Stored data entries:
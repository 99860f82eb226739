//! Tracing setup for applications embedding the pool
//!
//! The pool itself only emits `tracing` events (fields `pool`,
//! `connection_id`, `attempt`, ...). This module installs a subscriber for
//! binaries and tests that want to see them:
//! - pretty console output for development
//! - JSON output to a daily-rolling file for production
//! - `RUST_LOG` overrides the configured filter

use std::path::PathBuf;

use tracing_appender::non_blocking::WorkerGuard;
use tracing_subscriber::{
    EnvFilter, Layer,
    fmt::{self, format::FmtSpan},
    layer::SubscriberExt,
    util::SubscriberInitExt,
};

/// Logging configuration
#[derive(Debug, Clone)]
pub struct LoggingConfig {
    /// Directory where JSON log files are written
    pub log_dir: PathBuf,

    /// Whether to write JSON logs to `log_dir`
    pub enable_json_logs: bool,

    /// Whether to enable pretty console output
    pub enable_console_logs: bool,

    /// Whether to include file/line information in logs
    pub include_location: bool,

    /// Whether to log span open/close (acquire and release timings)
    pub enable_spans: bool,

    /// Filter used when `RUST_LOG` is not set
    pub default_filter: String,
}

impl Default for LoggingConfig {
    fn default() -> Self {
        Self {
            log_dir: log_directory(),
            enable_json_logs: false,
            enable_console_logs: true,
            include_location: cfg!(debug_assertions),
            enable_spans: cfg!(debug_assertions),
            default_filter: "info,dashpool_connection=debug,dashpool_core=debug".to_string(),
        }
    }
}

impl LoggingConfig {
    /// JSON file logs only, pool events at info
    pub fn production() -> Self {
        Self {
            log_dir: log_directory(),
            enable_json_logs: true,
            enable_console_logs: false,
            include_location: false,
            enable_spans: false,
            default_filter: "warn,dashpool_connection=info,dashpool_core=info".to_string(),
        }
    }

    /// Pretty console output, verbose pool events
    pub fn development() -> Self {
        Self::default()
    }
}

/// Install the global subscriber described by `config`
///
/// Returns the file writer's guard when JSON logging is enabled; keep it
/// alive for as long as logs should be flushed. Fails if a global
/// subscriber is already set.
pub fn init(config: LoggingConfig) -> anyhow::Result<Option<WorkerGuard>> {
    let env_filter = EnvFilter::try_from_default_env()
        .unwrap_or_else(|_| EnvFilter::new(&config.default_filter));

    // NEW rather than ENTER: async spans are re-entered on every poll.
    let span_events = if config.enable_spans {
        FmtSpan::NEW | FmtSpan::CLOSE
    } else {
        FmtSpan::NONE
    };

    let mut layers = Vec::new();
    let mut guard = None;

    if config.enable_console_logs {
        let console_layer = fmt::layer()
            .with_target(true)
            .with_file(config.include_location)
            .with_line_number(config.include_location)
            .with_span_events(span_events.clone())
            .with_ansi(true)
            .pretty()
            .with_filter(env_filter.clone())
            .boxed();

        layers.push(console_layer);
    }

    if config.enable_json_logs {
        std::fs::create_dir_all(&config.log_dir)?;

        let file_appender = tracing_appender::rolling::daily(&config.log_dir, "dashpool.log");
        let (non_blocking, worker_guard) = tracing_appender::non_blocking(file_appender);
        guard = Some(worker_guard);

        let json_layer = fmt::layer()
            .with_target(true)
            .with_thread_ids(true)
            .with_thread_names(true)
            .with_file(true)
            .with_line_number(true)
            .with_span_events(span_events)
            .with_ansi(false)
            .json()
            .with_current_span(true)
            .with_span_list(true)
            .with_writer(non_blocking)
            .with_filter(env_filter)
            .boxed();

        layers.push(json_layer);
    }

    tracing_subscriber::registry().with(layers).try_init()?;

    tracing::info!(
        log_dir = %config.log_dir.display(),
        json_enabled = config.enable_json_logs,
        console_enabled = config.enable_console_logs,
        "logging initialized"
    );

    Ok(guard)
}

/// Install a test-writer subscriber once per process
///
/// Safe to call from every test; only the first call has an effect.
pub fn init_test_logging() {
    use std::sync::Once;
    static INIT: Once = Once::new();

    INIT.call_once(|| {
        let filter = EnvFilter::try_from_default_env()
            .unwrap_or_else(|_| EnvFilter::new("dashpool_connection=debug,dashpool_core=debug"));
        let subscriber = tracing_subscriber::fmt()
            .with_env_filter(filter)
            .with_test_writer()
            .finish();

        let _ = tracing::subscriber::set_global_default(subscriber);
    });
}

/// Default directory for JSON log files
pub fn log_directory() -> PathBuf {
    dirs::data_local_dir()
        .unwrap_or_else(|| PathBuf::from("."))
        .join("dashpool")
        .join("logs")
}

#[cfg(test)]
mod tests {
    use super::*;

    #[test]
    fn test_logging_config_defaults() {
        let config = LoggingConfig::default();
        assert!(config.enable_console_logs);
        assert!(!config.enable_json_logs);
        assert!(config.default_filter.contains("dashpool_connection"));
    }

    #[test]
    fn test_production_config() {
        let config = LoggingConfig::production();
        assert!(!config.enable_console_logs);
        assert!(config.enable_json_logs);
        assert!(!config.include_location);
    }

    #[test]
    fn test_log_directory_is_namespaced() {
        assert!(log_directory().ends_with("dashpool/logs"));
    }

    #[test]
    fn test_init_test_logging_is_repeatable() {
        init_test_logging();
        init_test_logging();
        tracing::debug!("still logging");
    }
}
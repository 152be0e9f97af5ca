// src/main.rs

use std::sync::Arc;

use apprise::config::Config;
use apprise::routes;
use apprise::state::AppState;
use apprise::upstream::HttpUpstream;
use dotenvy::dotenv;
use tracing_subscriber::{EnvFilter, fmt, layer::SubscriberExt, util::SubscriberInitExt};

#[tokio::main]
async fn main() -> Result<(), Box<dyn std::error::Error>> {
    // Load .env file (if present)
    dotenv().ok();

    // Load configuration from environment
    let config = Config::from_env();

    let file_appender = tracing_appender::rolling::daily(&config.log_dir, "app.log");
    let (non_blocking, _guard) = tracing_appender::non_blocking(file_appender);
    let env_filter = EnvFilter::new(&config.rust_log);
    let stdout_layer = fmt::layer().with_writer(std::io::stdout).with_target(false);
    let file_layer = fmt::layer().with_writer(non_blocking).with_ansi(false);

    // Initialize Tracing (Logging)
    tracing_subscriber::registry()
        .with(env_filter)
        .with(stdout_layer)
        .with(file_layer)
        .init();

    let upstream = HttpUpstream::new(
        config.upstream_base_url.clone(),
        config.upstream_timeout_secs,
    )?;
    tracing::info!("Upstream API: {}", config.upstream_base_url);

    let addr = config.bind_addr;
    let state = AppState {
        upstream: Arc::new(upstream),
        config,
    };

    // Create the Axum application router
    let app = routes::create_router(state);

    let listener = tokio::net::TcpListener::bind(addr).await?;
    tracing::info!("Listening on {}", addr);

    // Start the server
    axum::serve(listener, app).await?;
    Ok(())
}
// src/calc/mod.rs

//! Pure result, quiz and ledger computations.
//!
//! Nothing in here performs I/O; handlers fetch data, call these functions and
//! serialize what comes back.

pub mod error;
pub mod grade;
pub mod ledger;
pub mod pagination;
pub mod quiz;

pub use error::{AttemptError, LedgerError, ValidationError};
pub use grade::{
    Grade, PaperIssue, ResultSummary, ValidationStage, check_papers, compute_totals,
    validate_paper, validate_papers,
};
pub use ledger::{Ledger, TransactionSummary, summarize_transactions};
pub use pagination::{Page, paginate};
pub use quiz::{AttemptSummary, QuizScore, compute_quiz_score};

**WORK REQUEST**
The entries above must be returned exactly.

**REPLY**
repository 99860f82eb226739
//! Tracing setup for applications embedding the pool
//!
//! The pool itself only emits `tracing` events (fields `pool`,
//! `connection_id`, `attempt`, ...). This module installs a subscriber for
//! binaries and tests that want to see them:
//! - pretty console output for development
//! - JSON output to a daily-rolling file for production
//! - `RUST_LOG` overrides the configured filter

use std::path::PathBuf;

use tracing_appender::non_blocking::WorkerGuard;
use tracing_subscriber::{
    EnvFilter, Layer,
    fmt::{self, format::FmtSpan},
    layer::SubscriberExt,
    util::SubscriberInitExt,
};

/// Logging configuration
#[derive(Debug, Clone)]
pub struct LoggingConfig {
    /// Directory where JSON log files are written
    pub log_dir: PathBuf,

    /// Whether to write JSON logs to `log_dir`
    pub enable_json_logs: bool,

    /// Whether to enable pretty console output
    pub enable_console_logs: bool,

    /// Whether to include file/line information in logs
    pub include_location: bool,

    /// Whether to log span open/close (acquire and release timings)
    pub enable_spans: bool,

    /// Filter used when `RUST_LOG` is not set
    pub default_filter: String,
}

impl Default for LoggingConfig {
    fn default() -> Self {
        Self {
            log_dir: log_directory(),
            enable_json_logs: false,
            enable_console_logs: true,
            include_location: cfg!(debug_assertions),
            enable_spans: cfg!(debug_assertions),
            default_filter: "info,dashpool_connection=debug,dashpool_core=debug".to_string(),
        }
    }
}

impl LoggingConfig {
    /// JSON file logs only, pool events at info
    pub fn production() -> Self {
        Self {
            log_dir: log_directory(),
            enable_json_logs: true,
            enable_console_logs: false,
            include_location: false,
            enable_spans: false,
            default_filter: "warn,dashpool_connection=info,dashpool_core=info".to_string(),
        }
    }

    /// Pretty console output, verbose pool events
    pub fn development() -> Self {
        Self::default()
    }
}

/// Install the global subscriber described by `config`
///
/// Returns the file writer's guard when JSON logging is enabled; keep it
/// alive for as long as logs should be flushed. Fails if a global
/// subscriber is already set.
pub fn init(config: LoggingConfig) -> anyhow::Result<Option<WorkerGuard>> {
    let env_filter = EnvFilter::try_from_default_env()
        .unwrap_or_else(|_| EnvFilter::new(&config.default_filter));

    // NEW rather than ENTER: async spans are re-entered on every poll.
    let span_events = if config.enable_spans {
        FmtSpan::NEW | FmtSpan::CLOSE
    } else {
        FmtSpan::NONE
    };

    let mut layers = Vec::new();
    let mut guard = None;

    if config.enable_console_logs {
        let console_layer = fmt::layer()
            .with_target(true)
            .with_file(config.include_location)
            .with_line_number(config.include_location)
            .with_span_events(span_events.clone())
            .with_ansi(true)
            .pretty()
            .with_filter(env_filter.clone())
            .boxed();

        layers.push(console_layer);
    }

    if config.enable_json_logs {
        std::fs::create_dir_all(&config.log_dir)?;

        let file_appender = tracing_appender::rolling::daily(&config.log_dir, "dashpool.log");
        let (non_blocking, worker_guard) = tracing_appender::non_blocking(file_appender);
        guard = Some(worker_guard);

        let json_layer = fmt::layer()
            .with_target(true)
            .with_thread_ids(true)
            .with_thread_names(true)
            .with_file(true)
            .with_line_number(true)
            .with_span_events(span_events)
            .with_ansi(false)
            .json()
            .with_current_span(true)
            .with_span_list(true)
            .with_writer(non_blocking)
            .with_filter(env_filter)
            .boxed();

        layers.push(json_layer);
    }

    tracing_subscriber::registry().with(layers).try_init()?;

    tracing::info!(
        log_dir = %config.log_dir.display(),
        json_enabled = config.enable_json_logs,
        console_enabled = config.enable_console_logs,
        "logging initialized"
    );

    Ok(guard)
}

/// Install a test-writer subscriber once per process
///
/// Safe to call from every test; only the first call has an effect.
pub fn init_test_logging() {
    use std::sync::Once;
    static INIT: Once = Once::new();

    INIT.call_once(|| {
        let filter = EnvFilter::try_from_default_env()
            .unwrap_or_else(|_| EnvFilter::new("dashpool_connection=debug,dashpool_core=debug"));
        let subscriber = tracing_subscriber::fmt()
            .with_env_filter(filter)
            .with_test_writer()
            .finish();

        let _ = tracing::subscriber::set_global_default(subscriber);
    });
}

/// Default directory for JSON log files
pub fn log_directory() -> PathBuf {
    dirs::data_local_dir()
        .unwrap_or_else(|| PathBuf::from("."))
        .join("dashpool")
        .join("logs")
}

#[cfg(test)]
mod tests {
    use super::*;

    #[test]
    fn test_logging_config_defaults() {
        let config = LoggingConfig::default();
        assert!(config.enable_console_logs);
        assert!(!config.enable_json_logs);
        assert!(config.default_filter.contains("dashpool_connection"));
    }

    #[test]
    fn test_production_config() {
        let config = LoggingConfig::production();
        assert!(!config.enable_console_logs);
        assert!(config.enable_json_logs);
        assert!(!config.include_location);
    }

    #[test]
    fn test_log_directory_is_namespaced() {
        assert!(log_directory().ends_with("dashpool/logs"));
    }

    #[test]
    fn test_init_test_logging_is_repeatable() {
        init_test_logging();
        init_test_logging();
        tracing::debug!("still logging");
    }
}
repository 152be0e9f97af5ca
// src/main.rs

use std::sync::Arc;

use apprise::config::Config;
use apprise::routes;
use apprise::state::AppState;
use apprise::upstream::HttpUpstream;
use dotenvy::dotenv;
use tracing_subscriber::{EnvFilter, fmt, layer::SubscriberExt, util::SubscriberInitExt};

#[tokio::main]
async fn main() -> Result<(), Box<dyn std::error::Error>> {
    // Load .env file (if present)
    dotenv().ok();

    // Load configuration from environment
    let config = Config::from_env();

    let file_appender = tracing_appender::rolling::daily(&config.log_dir, "app.log");
    let (non_blocking, _guard) = tracing_appender::non_blocking(file_appender);
    let env_filter = EnvFilter::new(&config.rust_log);
    let stdout_layer = fmt::layer().with_writer(std::io::stdout).with_target(false);
    let file_layer = fmt::layer().with_writer(non_blocking).with_ansi(false);

    // Initialize Tracing (Logging)
    tracing_subscriber::registry()
        .with(env_filter)
        .with(stdout_layer)
        .with(file_layer)
        .init();

    let upstream = HttpUpstream::new(
        config.upstream_base_url.clone(),
        config.upstream_timeout_secs,
    )?;
    tracing::info!("Upstream API: {}", config.upstream_base_url);

    let addr = config.bind_addr;
    let state = AppState {
        upstream: Arc::new(upstream),
        config,
    };

    // Create the Axum application router
    let app = routes::create_router(state);

    let listener = tokio::net::TcpListener::bind(addr).await?;
    tracing::info!("Listening on {}", addr);

    // Start the server
    axum::serve(listener, app).await?;
    Ok(())
}
// src/calc/mod.rs

//! Pure result, quiz and ledger computations.
//!
//! Nothing in here performs I/O; handlers fetch data, call these functions and
//! serialize what comes back.

pub mod error;
pub mod grade;
pub mod ledger;
pub mod pagination;
pub mod quiz;

pub use error::{AttemptError, LedgerError, ValidationError};
pub use grade::{
    Grade, PaperIssue, ResultSummary, ValidationStage, check_papers, compute_totals,
    validate_paper, validate_papers,
};
pub use ledger::{Ledger, TransactionSummary, summarize_transactions};
pub use pagination::{Page, paginate};
pub use quiz::{AttemptSummary, QuizScore, compute_quiz_score};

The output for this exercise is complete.